Required work = Only an exact retyping of all the entries counts as an answer.

*** Entries shown

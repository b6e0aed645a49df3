//! Viewport binding: keeps the camera and surface sized to the host window

use tracing::debug;

use crate::clock::TimeSource;
use crate::context::CanvasContext;
use crate::surface::RenderSurface;

/// Host window size in CSS pixels plus the device pixel ratio
#[derive(Debug, Clone, Copy, PartialEq)]
pub struct Viewport {
    pub width: u32,
    pub height: u32,
    pub pixel_ratio: f64,
}

impl Default for Viewport {
    fn default() -> Self {
        Self {
            width: 1,
            height: 1,
            pixel_ratio: 1.0,
        }
    }
}

/// The window the canvas fills
///
/// The platform owns the actual listener; `subscribe_resize` installs it and
/// `unsubscribe_resize` must remove it, not merely silence it.
pub trait HostWindow {
    fn viewport(&self) -> Viewport;

    fn subscribe_resize(&mut self);

    fn unsubscribe_resize(&mut self);
}

#[derive(Debug)]
pub struct ViewportBinding<W> {
    window: W,
    subscribed: bool,
}

impl<W: HostWindow> ViewportBinding<W> {
    pub fn new(window: W) -> Self {
        Self {
            window,
            subscribed: false,
        }
    }

    pub fn window(&self) -> &W {
        &self.window
    }

    pub fn viewport(&self) -> Viewport {
        self.window.viewport()
    }

    pub fn is_subscribed(&self) -> bool {
        self.subscribed
    }

    /// Install the resize subscription; binding twice keeps one listener
    pub fn bind(&mut self) {
        if !self.subscribed {
            self.window.subscribe_resize();
            self.subscribed = true;
        }
    }

    pub fn unbind(&mut self) {
        if self.subscribed {
            self.window.unsubscribe_resize();
            self.subscribed = false;
        }
    }

    /// Apply the window's current size to the camera and surface
    ///
    /// Returns `None` when the binding is not subscribed.
    pub fn handle_resize<S, T>(&self, ctx: &mut CanvasContext<S, T>) -> Option<Viewport>
    where
        S: RenderSurface,
        T: TimeSource,
    {
        if !self.subscribed {
            return None;
        }
        let viewport = self.window.viewport();
        ctx.camera.set_viewport(viewport.width, viewport.height);
        ctx.camera.update_projection();
        ctx.surface.resize(viewport.width, viewport.height);
        debug!(
            width = viewport.width,
            height = viewport.height,
            aspect = ctx.camera.aspect,
            "Viewport resized"
        );
        Some(viewport)
    }
}
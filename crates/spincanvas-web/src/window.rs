//! Browser window size and resize subscription

use spincanvas_scene::{HostWindow, Viewport};
use wasm_bindgen::prelude::*;
use wasm_bindgen::JsCast;

use crate::events::{dispatch, CanvasLink};

pub struct BrowserWindow {
    window: web_sys::Window,
    link: CanvasLink,
    listener: Option<Closure<dyn FnMut(web_sys::Event)>>,
}

impl BrowserWindow {
    pub fn new(window: web_sys::Window, link: CanvasLink) -> Self {
        Self {
            window,
            link,
            listener: None,
        }
    }
}

fn dimension(value: Result<JsValue, JsValue>) -> u32 {
    value.ok().and_then(|v| v.as_f64()).unwrap_or(0.0).max(0.0) as u32
}

impl HostWindow for BrowserWindow {
    fn viewport(&self) -> Viewport {
        Viewport {
            width: dimension(self.window.inner_width()),
            height: dimension(self.window.inner_height()),
            pixel_ratio: self.window.device_pixel_ratio(),
        }
    }

    fn subscribe_resize(&mut self) {
        if self.listener.is_some() {
            return;
        }
        let link = self.link.clone();
        let listener = Closure::wrap(Box::new(move |_event: web_sys::Event| {
            dispatch(&link, "resize", |canvas| canvas.on_resize());
        }) as Box<dyn FnMut(_)>);

        match self
            .window
            .add_event_listener_with_callback("resize", listener.as_ref().unchecked_ref())
        {
            Ok(()) => self.listener = Some(listener),
            Err(e) => tracing::error!("Failed to add resize listener: {:?}", e),
        }
    }

    fn unsubscribe_resize(&mut self) {
        if let Some(listener) = self.listener.take() {
            if let Err(e) = self
                .window
                .remove_event_listener_with_callback("resize", listener.as_ref().unchecked_ref())
            {
                tracing::error!("Failed to remove resize listener: {:?}", e);
            }
        }
    }
}

impl Drop for BrowserWindow {
    fn drop(&mut self) {
        self.unsubscribe_resize();
    }
}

******

Solution for this task =
repository b6e0aed645a49df3
//! Viewport binding: keeps the camera and surface sized to the host window

use tracing::debug;

use crate::clock::TimeSource;
use crate::context::CanvasContext;
use crate::surface::RenderSurface;

/// Host window size in CSS pixels plus the device pixel ratio
#[derive(Debug, Clone, Copy, PartialEq)]
pub struct Viewport {
    pub width: u32,
    pub height: u32,
    pub pixel_ratio: f64,
}

impl Default for Viewport {
    fn default() -> Self {
        Self {
            width: 1,
            height: 1,
            pixel_ratio: 1.0,
        }
    }
}

/// The window the canvas fills
///
/// The platform owns the actual listener; `subscribe_resize` installs it and
/// `unsubscribe_resize` must remove it, not merely silence it.
pub trait HostWindow {
    fn viewport(&self) -> Viewport;

    fn subscribe_resize(&mut self);

    fn unsubscribe_resize(&mut self);
}

#[derive(Debug)]
pub struct ViewportBinding<W> {
    window: W,
    subscribed: bool,
}

impl<W: HostWindow> ViewportBinding<W> {
    pub fn new(window: W) -> Self {
        Self {
            window,
            subscribed: false,
        }
    }

    pub fn window(&self) -> &W {
        &self.window
    }

    pub fn viewport(&self) -> Viewport {
        self.window.viewport()
    }

    pub fn is_subscribed(&self) -> bool {
        self.subscribed
    }

    /// Install the resize subscription; binding twice keeps one listener
    pub fn bind(&mut self) {
        if !self.subscribed {
            self.window.subscribe_resize();
            self.subscribed = true;
        }
    }

    pub fn unbind(&mut self) {
        if self.subscribed {
            self.window.unsubscribe_resize();
            self.subscribed = false;
        }
    }

    /// Apply the window's current size to the camera and surface
    ///
    /// Returns `None` when the binding is not subscribed.
    pub fn handle_resize<S, T>(&self, ctx: &mut CanvasContext<S, T>) -> Option<Viewport>
    where
        S: RenderSurface,
        T: TimeSource,
    {
        if !self.subscribed {
            return None;
        }
        let viewport = self.window.viewport();
        ctx.camera.set_viewport(viewport.width, viewport.height);
        ctx.camera.update_projection();
        ctx.surface.resize(viewport.width, viewport.height);
        debug!(
            width = viewport.width,
            height = viewport.height,
            aspect = ctx.camera.aspect,
            "Viewport resized"
        );
        Some(viewport)
    }
}
filename crates/spincanvas-web/src/window.rs
//! Browser window size and resize subscription

use spincanvas_scene::{HostWindow, Viewport};
use wasm_bindgen::prelude::*;
use wasm_bindgen::JsCast;

use crate::events::{dispatch, CanvasLink};

pub struct BrowserWindow {
    window: web_sys::Window,
    link: CanvasLink,
    listener: Option<Closure<dyn FnMut(web_sys::Event)>>,
}

impl BrowserWindow {
    pub fn new(window: web_sys::Window, link: CanvasLink) -> Self {
        Self {
            window,
            link,
            listener: None,
        }
    }
}

fn dimension(value: Result<JsValue, JsValue>) -> u32 {
    value.ok().and_then(|v| v.as_f64()).unwrap_or(0.0).max(0.0) as u32
}

impl HostWindow for BrowserWindow {
    fn viewport(&self) -> Viewport {
        Viewport {
            width: dimension(self.window.inner_width()),
            height: dimension(self.window.inner_height()),
            pixel_ratio: self.window.device_pixel_ratio(),
        }
    }

    fn subscribe_resize(&mut self) {
        if self.listener.is_some() {
            return;
        }
        let link = self.link.clone();
        let listener = Closure::wrap(Box::new(move |_event: web_sys::Event| {
            dispatch(&link, "resize", |canvas| canvas.on_resize());
        }) as Box<dyn FnMut(_)>);

        match self
            .window
            .add_event_listener_with_callback("resize", listener.as_ref().unchecked_ref())
        {
            Ok(()) => self.listener = Some(listener),
            Err(e) => tracing::error!("Failed to add resize listener: {:?}", e),
        }
    }

    fn unsubscribe_resize(&mut self) {
        if let Some(listener) = self.listener.take() {
            if let Err(e) = self
                .window
                .remove_event_listener_with_callback("resize", listener.as_ref().unchecked_ref())
            {
                tracing::error!("Failed to remove resize listener: {:?}", e);
            }
        }
    }
}

impl Drop for BrowserWindow {
    fn drop(&mut self) {
        self.unsubscribe_resize();
    }
}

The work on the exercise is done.